Grendel's Den, Inc. v. Goodwin, s. 80-1653
Citation | 662 F.2d 88 |
Decision Date | 07 April 1981 |
Docket Number | Nos. 80-1653,80-1654,s. 80-1653 |
Parties | 1981-1 Trade Cases 63,978 GRENDEL'S DEN, INC., Plaintiff, Appellee, v. Herbert N. GOODWIN et al., Defendants, Appellees. Cambridge License Commission et al., Defendants, Appellants. GRENDEL'S DEN, INC., Plaintiff, Appellee, v. Herbert N. GOODWIN et al., Defendants, Appellants. |
Court | United States Courts of Appeals. United States Court of Appeals (1st Circuit) |
Gerald J. Caruso, Asst. Atty. Gen., and Birge Albright, Boston, Mass., with whom Francis X. Bellotti, Atty. Gen., and Thomas Miller, Asst. Atty. Gen., Boston, Mass., were on brief, for defendants, appellants.
Laurence H. Tribe, Cambridge, Mass., with whom David Rosenberg, Cambridge, Mass., and Ira Karasick, New York City, were on brief, for plaintiff, appellee.
Before COFFIN, Chief Judge, CAMPBELL, Circuit Judge, and HOFFMAN, * Senior District Judge.

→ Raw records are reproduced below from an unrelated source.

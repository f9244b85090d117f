//! Engine driver integration tests with scripted feed and strategies

use async_trait::async_trait;
use chrono::{Duration, Utc};
use futures_bot::config::Config;
use futures_bot::data::SnapshotStore;
use futures_bot::engine::TradingEngine;
use futures_bot::execution::PaperGateway;
use futures_bot::feed::{FeedError, MarketDataFeed, MarketSnapshot};
use futures_bot::risk::PauseReason;
use futures_bot::signal::{Direction, Signal};
use futures_bot::strategy::{AdaptivePolicy, Strategy, StrategyError, StrategyManager};
use rust_decimal::Decimal;
use rust_decimal_macros::dec;
use std::collections::{HashMap, VecDeque};
use std::sync::{Arc, Mutex};
use tokio::sync::watch;

/// Feed replaying a scripted price path per symbol; the last price repeats
struct ScriptedFeed {
    prices: Mutex<HashMap<String, VecDeque<Decimal>>>,
    last: Mutex<HashMap<String, Decimal>>,
    age: Duration,
    auth_failure: bool,
}

impl ScriptedFeed {
    fn new(paths: Vec<(&str, Vec<Decimal>)>) -> Self {
        let prices = paths
            .into_iter()
            .map(|(symbol, path)| (symbol.to_string(), path.into_iter().collect()))
            .collect();
        Self {
            prices: Mutex::new(prices),
            last: Mutex::new(HashMap::new()),
            age: Duration::zero(),
            auth_failure: false,
        }
    }

    fn aged(mut self, age: Duration) -> Self {
        self.age = age;
        self
    }

    fn unauthorized(mut self) -> Self {
        self.auth_failure = true;
        self
    }
}

#[async_trait]
impl MarketDataFeed for ScriptedFeed {
    async fn get_snapshot(&self, symbol: &str) -> Result<MarketSnapshot, FeedError> {
        if self.auth_failure {
            return Err(FeedError::Authentication("key expired".into()));
        }
        let next = self
            .prices
            .lock()
            .unwrap()
            .get_mut(symbol)
            .and_then(|path| path.pop_front());
        let mut last = self.last.lock().unwrap();
        let price = match next {
            Some(price) => {
                last.insert(symbol.to_string(), price);
                price
            }
            None => *last
                .get(symbol)
                .ok_or_else(|| FeedError::NoData(symbol.to_string()))?,
        };
        Ok(MarketSnapshot::from_history(
            symbol,
            vec![price; 30],
            vec![dec!(100); 30],
            Utc::now() - self.age,
        ))
    }

    async fn select_tradable_symbols(&self, _min_volume: Decimal) -> Result<Vec<String>, FeedError> {
        let mut symbols: Vec<String> = self.prices.lock().unwrap().keys().cloned().collect();
        symbols.sort();
        Ok(symbols)
    }
}

/// Strategy with a fixed opinion
struct Fixed {
    id: &'static str,
    direction: Direction,
}

impl Strategy for Fixed {
    fn id(&self) -> &str {
        self.id
    }

    fn required_history(&self) -> usize {
        1
    }

    fn produce_signal(&self, symbol: &str, _snapshot: &MarketSnapshot) -> Result<Signal, StrategyError> {
        Ok(Signal::new(self.id, symbol, self.direction, dec!(0.8), dec!(1)).with_leverage(5))
    }
}

fn config(symbols: &[&str]) -> Config {
    let mut config = Config::default();
    config.trading.symbols = symbols.iter().map(|s| s.to_string()).collect();
    config.trading.update_interval_secs = 60;
    config.execution.max_retries = 0;
    config.execution.initial_backoff_ms = 1;
    config
}

fn always_long(config: &Config) -> StrategyManager {
    let mut manager = StrategyManager::new(AdaptivePolicy::from_config(&config.strategy), dec!(0.1));
    manager.register(Box::new(Fixed {
        id: "always_long",
        direction: Direction::Long,
    }));
    manager
}

fn build_engine(config: Config, feed: ScriptedFeed) -> TradingEngine {
    let gateway = Arc::new(PaperGateway::new(dec!(10000), dec!(0), dec!(0)));
    let strategies = always_long(&config);
    TradingEngine::new(config, Arc::new(feed), gateway, dec!(10000)).with_strategies(strategies)
}

#[tokio::test]
async fn test_open_hold_take_profit_and_report() {
    let feed = ScriptedFeed::new(vec![("XBTUSDTM", vec![dec!(50000), dec!(50000), dec!(52000)])]);
    let mut engine = build_engine(config(&["XBTUSDTM"]), feed);

    let report = engine.run_cycle(Utc::now()).await.unwrap();
    assert_eq!(report.approved, 1);
    let position = engine.positions().position("XBTUSDTM").await.unwrap();
    assert_eq!(position.quantity, dec!(0.01));
    assert_eq!(position.stop_loss_price, dec!(49000));
    assert_eq!(position.take_profit_price, dec!(52000));

    let report = engine.run_cycle(Utc::now()).await.unwrap();
    assert_eq!(report.approved, 0);
    assert_eq!(report.rejected, 1);

    let report = engine.run_cycle(Utc::now()).await.unwrap();
    assert_eq!(report.closures, 1);
    assert_eq!(report.outcomes, 1);
    // Re-entry on the same tick after the close
    assert_eq!(report.approved, 1);

    let state = engine.strategies().state("always_long").unwrap();
    assert_eq!(state.total_trades, 1);
    assert_eq!(state.total_wins, 1);
    assert_eq!(engine.positions().portfolio().await.equity, dec!(10020));
}

#[tokio::test]
async fn test_drawdown_pause_blocks_new_entries() {
    let mut config = config(&["XBTUSDTM"]);
    config.risk.max_position_size_percent = dec!(100);
    let feed = ScriptedFeed::new(vec![(
        "XBTUSDTM",
        vec![dec!(50000), dec!(40000), dec!(40000), dec!(41000)],
    )]);
    let mut engine = build_engine(config, feed);

    engine.run_cycle(Utc::now()).await.unwrap();
    assert_eq!(engine.positions().position("XBTUSDTM").await.unwrap().quantity, dec!(0.2));

    for _ in 0..3 {
        let report = engine.run_cycle(Utc::now()).await.unwrap();
        assert_eq!(report.approved, 0);
        assert!(engine.positions().positions().await.is_empty());
    }

    let portfolio = engine.positions().portfolio().await;
    assert_eq!(portfolio.equity, dec!(8000));
    assert!(portfolio.trading_paused);
    assert!(portfolio.pause_reasons.contains(&PauseReason::Drawdown));
    assert_eq!(engine.positions().performance().await.total_trades, 1);
}

#[tokio::test]
async fn test_losing_strategy_disabled_for_probation() {
    let mut config = config(&["XBTUSDTM"]);
    config.strategy.window_size = 2;
    let feed = ScriptedFeed::new(vec![(
        "XBTUSDTM",
        vec![dec!(50000), dec!(48000), dec!(46000), dec!(46000), dec!(40000), dec!(40000)],
    )]);
    let mut engine = build_engine(config, feed);

    for _ in 0..3 {
        engine.run_cycle(Utc::now()).await.unwrap();
    }
    let state = engine.strategies().state("always_long").unwrap();
    assert!(!state.is_enabled());
    assert!(state.probation_until().is_some());

    let report = engine.run_cycle(Utc::now()).await.unwrap();
    assert_eq!(report.approved, 0);

    // Third position stops out; nothing replaces it while disabled
    engine.run_cycle(Utc::now()).await.unwrap();
    engine.run_cycle(Utc::now()).await.unwrap();
    assert!(engine.positions().positions().await.is_empty());
    assert!(!engine.strategies().state("always_long").unwrap().is_enabled());
    assert_eq!(engine.positions().performance().await.total_trades, 3);
}

#[tokio::test]
async fn test_one_position_per_symbol_across_symbols() {
    let feed = ScriptedFeed::new(vec![
        ("XBTUSDTM", vec![dec!(50000)]),
        ("ETHUSDTM", vec![dec!(3000)]),
        ("SOLUSDTM", vec![dec!(150)]),
    ]);
    let mut engine = build_engine(config(&[]), feed);

    for _ in 0..3 {
        engine.run_cycle(Utc::now()).await.unwrap();
        let positions = engine.positions().positions().await;
        assert_eq!(positions.len(), 3);
        let mut symbols: Vec<String> = positions.into_iter().map(|p| p.symbol).collect();
        symbols.sort();
        symbols.dedup();
        assert_eq!(symbols.len(), 3);
    }
    assert_eq!(engine.symbols().len(), 3);
}

#[tokio::test]
async fn test_stale_snapshot_skipped() {
    let feed = ScriptedFeed::new(vec![("XBTUSDTM", vec![dec!(50000)])]).aged(Duration::hours(2));
    let mut engine = build_engine(config(&["XBTUSDTM"]), feed);

    let report = engine.run_cycle(Utc::now()).await.unwrap();
    assert_eq!(report.skipped, 1);
    assert_eq!(report.approved + report.rejected, 0);
    assert!(engine.positions().positions().await.is_empty());
}

#[tokio::test]
async fn test_authentication_failure_stops_loop() {
    let feed = ScriptedFeed::new(vec![("XBTUSDTM", vec![dec!(50000)])]).unauthorized();
    let mut engine = build_engine(config(&["XBTUSDTM"]), feed);

    let (_tx, rx) = watch::channel(false);
    let err = engine.run(rx).await.unwrap_err();
    assert!(err.is_fatal());
    assert_eq!(engine.cycles(), 1);
}

#[tokio::test]
async fn test_run_persists_and_restores() {
    let dir = tempfile::tempdir().unwrap();
    let store = SnapshotStore::new(dir.path().join("state.json"));

    let mut config = config(&["XBTUSDTM"]);
    config.trading.update_interval_secs = 1;
    let feed = ScriptedFeed::new(vec![("XBTUSDTM", vec![dec!(50000), dec!(48000)])]);
    let mut engine = build_engine(config.clone(), feed)
        .with_store(store.clone())
        .with_max_cycles(Some(2));

    let (_tx, rx) = watch::channel(false);
    engine.run(rx).await.unwrap();
    assert_eq!(engine.cycles(), 2);

    let snapshot = store.load().await.unwrap().unwrap();
    assert_eq!(snapshot.portfolio.consecutive_losses, 1);
    assert_eq!(snapshot.strategies[0].total_trades, 1);
    // Re-entered at 48000 after the stop
    assert_eq!(snapshot.positions.len(), 1);

    let feed = ScriptedFeed::new(vec![("XBTUSDTM", vec![dec!(48000)])]);
    let mut restarted = build_engine(config, feed).with_store(store);
    assert!(restarted.restore().await.unwrap());
    // A fresh paper account holds no position, so nothing is resumed
    assert!(restarted.positions().positions().await.is_empty());
    assert_eq!(restarted.positions().portfolio().await.consecutive_losses, 1);
    assert_eq!(restarted.strategies().state("always_long").unwrap().total_trades, 1);
}

#[tokio::test]
async fn test_shutdown_signal_stops_loop() {
    let feed = ScriptedFeed::new(vec![("XBTUSDTM", vec![dec!(50000)])]);
    let mut engine = build_engine(config(&["XBTUSDTM"]), feed);

    let (tx, rx) = watch::channel(false);
    let handle = tokio::spawn(async move {
        engine.run(rx).await.map(|_| engine.cycles())
    });
    tokio::time::sleep(std::time::Duration::from_millis(50)).await;
    tx.send(true).unwrap();

    let cycles = handle.await.unwrap().unwrap();
    assert_eq!(cycles, 1);
}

Grendel's Den is a restaurant which plaintiff-appellee Grendel's Den, Inc. has operated since 1971 in Harvard Square, Cambridge, Massachusetts. Grendel's and the Holy Cross Armenian Catholic Parish Church occupy buildings that are about ten feet apart. Located back to back on premises that share a common rear property line, both buildings are near a busy motor and pedestrian intersection.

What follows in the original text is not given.